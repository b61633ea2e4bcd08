//! CPU usage sampling for the slave's heartbeat. Linux-only; other targets
//! report zero rather than failing the whole heartbeat.

/// Tracks `/proc/stat`-derived CPU busy time and turns successive samples
/// into a percentage in `[0, 100]`.
#[derive(Debug, Default)]
pub struct CpuSampler {
    #[cfg_attr(not(target_os = "linux"), allow(dead_code))]
    last: Option<(u64, u64)>,
}

impl CpuSampler {
    pub fn new() -> Self {
        Self::default()
    }

    /// Returns the CPU busy percentage since the previous call. The first
    /// call always returns 0.0, since there is no prior sample to diff
    /// against.
    pub fn sample(&mut self) -> f64 {
        #[cfg(target_os = "linux")]
        {
            let Some((idle, total)) = read_proc_stat() else {
                return 0.0;
            };
            let pct = match self.last {
                Some((last_idle, last_total)) => {
                    let idle_delta = idle.saturating_sub(last_idle);
                    let total_delta = total.saturating_sub(last_total);
                    if total_delta == 0 {
                        0.0
                    } else {
                        let busy_delta = total_delta.saturating_sub(idle_delta);
                        (busy_delta as f64 / total_delta as f64) * 100.0
                    }
                }
                None => 0.0,
            };
            self.last = Some((idle, total));
            pct.clamp(0.0, 100.0)
        }

        #[cfg(not(target_os = "linux"))]
        {
            0.0
        }
    }
}

#[cfg(target_os = "linux")]
fn read_proc_stat() -> Option<(u64, u64)> {
    let contents = std::fs::read_to_string("/proc/stat").ok()?;
    let line = contents.lines().next()?;
    let mut fields = line.split_whitespace();
    if fields.next()? != "cpu" {
        return None;
    }
    let values: Vec<u64> = fields.filter_map(|f| f.parse().ok()).collect();
    if values.len() < 4 {
        return None;
    }
    let idle = values[3] + values.get(4).copied().unwrap_or(0);
    let total: u64 = values.iter().sum();
    Some((idle, total))
}

#[cfg(test)]
mod tests {
    use super::*;

    #[test]
    fn first_sample_is_zero() {
        let mut sampler = CpuSampler::new();
        assert_eq!(sampler.sample(), 0.0);
    }

    #[test]
    fn sample_is_always_in_valid_range() {
        let mut sampler = CpuSampler::new();
        for _ in 0..3 {
            let pct = sampler.sample();
            assert!((0.0..=100.0).contains(&pct));
        }
    }

    #[cfg(target_os = "linux")]
    #[test]
    fn proc_stat_parses_on_linux() {
        assert!(read_proc_stat().is_some());
    }
}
_ _ _ _ _ _ _
## What the exercise asks
Write out exactly, and only, each line from the one with "let pct = sampler.sample();" down to the last line of the records above.

## Exercise output
            let pct = sampler.sample();
            assert!((0.0..=100.0).contains(&pct));
        }
    }

    #[cfg(target_os = "linux")]
    #[test]
    fn proc_stat_parses_on_linux() {
        assert!(read_proc_stat().is_some());
    }
}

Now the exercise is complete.